Adam and I are beyond fortunate in our happy life together. We’re both (generally) happy-go-lucky people who like to laugh, be active, work hard and play harder. The cliche saying “eat, drink and be merry” applies well to our general outlook – just add “ski powder” to the end of Adam’s and you’ve nailed it.
But we are human too (*gasp*) and are painfully normal in the simple fact that we are not immune from conflict. Our most recent and noteworthy conflict took place on a backcountry ski tour, and because we’ve healed from it and have moved on to laughing about it, I thought I’d share some Do’s and Don’t’s of navigating conflict with your adventure partner.
- Do encourage your partner to push their limits and trust their abilities. Don’t yell from the next bench down “TURN!”, “POINT THEM!”, or “WHAT ARE YOU DOING? YOU KNOW HOW TO SKI!”.

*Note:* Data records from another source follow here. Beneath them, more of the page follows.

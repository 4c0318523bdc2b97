use std::collections::HashMap;
use std::future::Future;
use std::sync::atomic::{AtomicBool, AtomicUsize, Ordering};
use std::sync::{Arc, Mutex};
use std::time::Duration;

use chrono::Utc;
use tokio::sync::mpsc;

use crate::api::{ConversationApi, ConversationDetail};
use crate::connection::{Transport, TransportEvent, TransportLink};
use crate::error::SyncError;
use crate::protocol::{SendRequest, SendResponse};
use crate::types::{Conversation, ConversationId, Message};

/// Conversation id the fake backend assigns to new conversations.
pub const NEW_CONVERSATION_ID: &str = "abc123";

// =============================================================================
// Fake REST backend
// =============================================================================

#[derive(Default)]
struct FakeApiInner {
    requests: Mutex<Vec<SendRequest>>,
    fail_send: AtomicBool,
    send_delay: Mutex<Option<Duration>>,
    conversations: Mutex<Vec<Conversation>>,
    details: Mutex<HashMap<ConversationId, (ConversationDetail, Duration)>>,
    deleted: Mutex<Vec<ConversationId>>,
    renamed: Mutex<Vec<(ConversationId, String)>>,
}

/// In-memory stand-in for the conversation API. Clones share state, so a
/// test can keep one handle while the client owns another.
#[derive(Clone, Default)]
pub struct FakeApi {
    inner: Arc<FakeApiInner>,
}

impl FakeApi {
    pub fn new() -> Self {
        Self::default()
    }

    pub fn requests(&self) -> Vec<SendRequest> {
        self.inner.requests.lock().unwrap().clone()
    }

    pub fn set_fail_send(&self, fail: bool) {
        self.inner.fail_send.store(fail, Ordering::SeqCst);
    }

    /// Hold create-message responses for `delay`.
    pub fn set_send_delay(&self, delay: Duration) {
        *self.inner.send_delay.lock().unwrap() = Some(delay);
    }

    pub fn set_conversations(&self, conversations: Vec<Conversation>) {
        *self.inner.conversations.lock().unwrap() = conversations;
    }

    /// Serve `messages` for `id` after `delay`.
    pub fn put_conversation(&self, id: &str, messages: Vec<Message>, delay: Duration) {
        let now = Utc::now();
        let conversation = Conversation {
            id: ConversationId::from(id),
            title: format!("Conversation {id}"),
            created_at: now,
            updated_at: now,
        };
        self.inner.details.lock().unwrap().insert(
            conversation.id.clone(),
            (
                ConversationDetail {
                    conversation,
                    messages,
                },
                delay,
            ),
        );
    }

    pub fn deleted(&self) -> Vec<ConversationId> {
        self.inner.deleted.lock().unwrap().clone()
    }

    pub fn renamed(&self) -> Vec<(ConversationId, String)> {
        self.inner.renamed.lock().unwrap().clone()
    }
}

impl ConversationApi for FakeApi {
    async fn list_conversations(&self) -> Result<Vec<Conversation>, SyncError> {
        Ok(self.inner.conversations.lock().unwrap().clone())
    }

    async fn get_conversation(&self, id: &ConversationId) -> Result<ConversationDetail, SyncError> {
        let entry = self.inner.details.lock().unwrap().get(id).cloned();
        let Some((detail, delay)) = entry else {
            return Err(SyncError::Api(format!("conversation {id} not found")));
        };
        tokio::time::sleep(delay).await;
        Ok(detail)
    }

    async fn delete_conversation(&self, id: &ConversationId) -> Result<(), SyncError> {
        self.inner.deleted.lock().unwrap().push(id.clone());
        Ok(())
    }

    async fn rename_conversation(
        &self,
        id: &ConversationId,
        title: &str,
    ) -> Result<Conversation, SyncError> {
        self.inner
            .renamed
            .lock()
            .unwrap()
            .push((id.clone(), title.to_string()));
        let now = Utc::now();
        Ok(Conversation {
            id: id.clone(),
            title: title.to_string(),
            created_at: now,
            updated_at: now,
        })
    }

    async fn create_message(&self, request: &SendRequest) -> Result<SendResponse, SyncError> {
        let count = {
            let mut requests = self.inner.requests.lock().unwrap();
            requests.push(request.clone());
            requests.len()
        };
        let delay = *self.inner.send_delay.lock().unwrap();
        if let Some(delay) = delay {
            tokio::time::sleep(delay).await;
        }
        if self.inner.fail_send.load(Ordering::SeqCst) {
            return Err(SyncError::Send("server returned 500".into()));
        }
        Ok(SendResponse {
            conversation_id: request
                .conversation_id
                .clone()
                .unwrap_or_else(|| NEW_CONVERSATION_ID.to_string()),
            message_id: Some(format!("srv-{count}")),
        })
    }
}

// =============================================================================
// Channel transport
// =============================================================================

/// The far end of a [`ChannelTransport`] link.
pub struct Peer {
    /// Frames the client wrote.
    pub outbound: mpsc::Receiver<String>,
    /// Push frames (or a close) to the client.
    pub inbound: mpsc::Sender<TransportEvent>,
}

#[derive(Default)]
struct ChannelTransportInner {
    opens: AtomicUsize,
    fail: AtomicBool,
    hang: AtomicBool,
    urls: Mutex<Vec<String>>,
    peers: Mutex<Vec<Peer>>,
}

/// Transport backed by in-process channels.
#[derive(Clone, Default)]
pub struct ChannelTransport {
    inner: Arc<ChannelTransportInner>,
}

impl ChannelTransport {
    pub fn new() -> Self {
        Self::default()
    }

    pub fn opens(&self) -> usize {
        self.inner.opens.load(Ordering::SeqCst)
    }

    pub fn set_fail(&self, fail: bool) {
        self.inner.fail.store(fail, Ordering::SeqCst);
    }

    /// Make `open` never resolve, to exercise the connect timeout.
    pub fn set_hang(&self, hang: bool) {
        self.inner.hang.store(hang, Ordering::SeqCst);
    }

    pub fn last_url(&self) -> Option<String> {
        self.inner.urls.lock().unwrap().last().cloned()
    }

    /// The most recently opened link's far end.
    pub fn take_peer(&self) -> Option<Peer> {
        self.inner.peers.lock().unwrap().pop()
    }
}

impl Transport for ChannelTransport {
    fn open(&self, url: &str) -> impl Future<Output = Result<TransportLink, SyncError>> + Send {
        let inner = self.inner.clone();
        let url = url.to_string();
        async move {
            inner.opens.fetch_add(1, Ordering::SeqCst);
            inner.urls.lock().unwrap().push(url);
            // Let concurrent callers pile up on the same attempt.
            tokio::task::yield_now().await;
            if inner.hang.load(Ordering::SeqCst) {
                std::future::pending::<()>().await;
            }
            if inner.fail.load(Ordering::SeqCst) {
                return Err(SyncError::Connection("connection refused".into()));
            }
            let (out_tx, out_rx) = mpsc::channel(64);
            let (in_tx, in_rx) = mpsc::channel(64);
            inner.peers.lock().unwrap().push(Peer {
                outbound: out_rx,
                inbound: in_tx,
            });
            Ok(TransportLink {
                outbound: out_tx,
                inbound: in_rx,
            })
        }
    }
}
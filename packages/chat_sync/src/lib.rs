//! Chat Sync
//!
//! Client-side synchronization engine for streaming chat conversations.
//! A persistent connection delivers incremental `message_update` frames; the
//! engine routes each frame to the message it belongs to, batches content
//! fragments, and applies them to a normalized store through a reducer.
//! [`ChatClient`] layers the conversation lifecycle on top: optimistic sends,
//! temporary-to-real id swaps, single-flight loads, stop and regenerate.

pub mod api;
pub mod buffer;
pub mod config;
pub mod connection;
pub mod engine;
pub mod error;
pub mod lifecycle;
pub mod metrics;
pub mod protocol;
pub mod router;
pub mod snapshot;
pub mod store;
pub mod transport;
pub mod types;

#[cfg(test)]
pub(crate) mod test_helpers;

pub use api::{ConversationApi, HttpConversationApi};
pub use config::{FileConfig, SyncConfig};
pub use connection::{ConnectionManager, ConnectionStatus};
pub use error::SyncError;
pub use lifecycle::ChatClient;
pub use snapshot::ChatSnapshot;
pub use transport::WsTransport;
pub use types::*;
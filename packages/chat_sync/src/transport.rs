//! WebSocket transport over tokio-tungstenite.

use futures::{SinkExt, StreamExt};
use std::future::Future;
use tokio::sync::mpsc;
use tokio_tungstenite::tungstenite;
use tracing::{debug, warn};

use crate::connection::{Transport, TransportEvent, TransportLink};
use crate::error::SyncError;

const CHANNEL_CAPACITY: usize = 256;

/// Opens a real WebSocket and bridges it onto a pair of channels: a writer
/// task drains outbound text, a reader task forwards inbound text and
/// reports the close.
#[derive(Debug, Clone, Default)]
pub struct WsTransport;

impl WsTransport {
    pub fn new() -> Self {
        Self
    }
}

impl Transport for WsTransport {
    fn open(&self, url: &str) -> impl Future<Output = Result<TransportLink, SyncError>> + Send {
        let url = url.to_string();
        async move {
            let (ws_stream, _) = tokio_tungstenite::connect_async(url.as_str())
                .await
                .map_err(SyncError::from_tungstenite)?;
            let (mut ws_write, mut ws_read) = ws_stream.split();

            let (out_tx, mut out_rx) = mpsc::channel::<String>(CHANNEL_CAPACITY);
            let (in_tx, in_rx) = mpsc::channel::<TransportEvent>(CHANNEL_CAPACITY);

            // Writer: ends when every sender is dropped, then closes the socket.
            tokio::spawn(async move {
                while let Some(text) = out_rx.recv().await {
                    if let Err(e) = ws_write.send(tungstenite::Message::Text(text.into())).await {
                        warn!(error = %e, "websocket write failed");
                        break;
                    }
                }
                let _ = ws_write.close().await;
            });

            tokio::spawn(async move {
                let reason = loop {
                    match ws_read.next().await {
                        Some(Ok(tungstenite::Message::Text(text))) => {
                            if in_tx
                                .send(TransportEvent::Text(text.as_str().to_owned()))
                                .await
                                .is_err()
                            {
                                return;
                            }
                        }
                        Some(Ok(tungstenite::Message::Close(frame))) => {
                            break frame.map(|f| f.reason.as_str().to_owned());
                        }
                        // tungstenite answers pings; binary is not part of the protocol.
                        Some(Ok(_)) => {}
                        Some(Err(e)) => break Some(e.to_string()),
                        None => break None,
                    }
                };
                debug!(reason = ?reason, "websocket closed");
                let _ = in_tx.send(TransportEvent::Closed { reason }).await;
            });

            Ok(TransportLink {
                outbound: out_tx,
                inbound: in_rx,
            })
        }
    }
}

- Do recognize your partner’s patience and support in trying times. Don’t focus death stares, stink eyes, jinxes or others at the back of their head while muttering every curse you can.
- Do allow your partner to pursue their passions because health is wealth. Don’t suggest your partner ‘sell her gear’ when she tells you skiing is only a hobby for her, not a passion.
- Do remember that despite feeling like you’re completely isolated and alone, there are actually quite a few other people on Tincan on powder days. Don’t embarrass yourself by cursing loudly at your adventure partner in the trees.
Most importantly: do check in with each other post-tour, do remind each other that you’re both a couple of hot-heads that don’t mean a word of what was said on the mountain and don’t sell your gear.
Love you, boo!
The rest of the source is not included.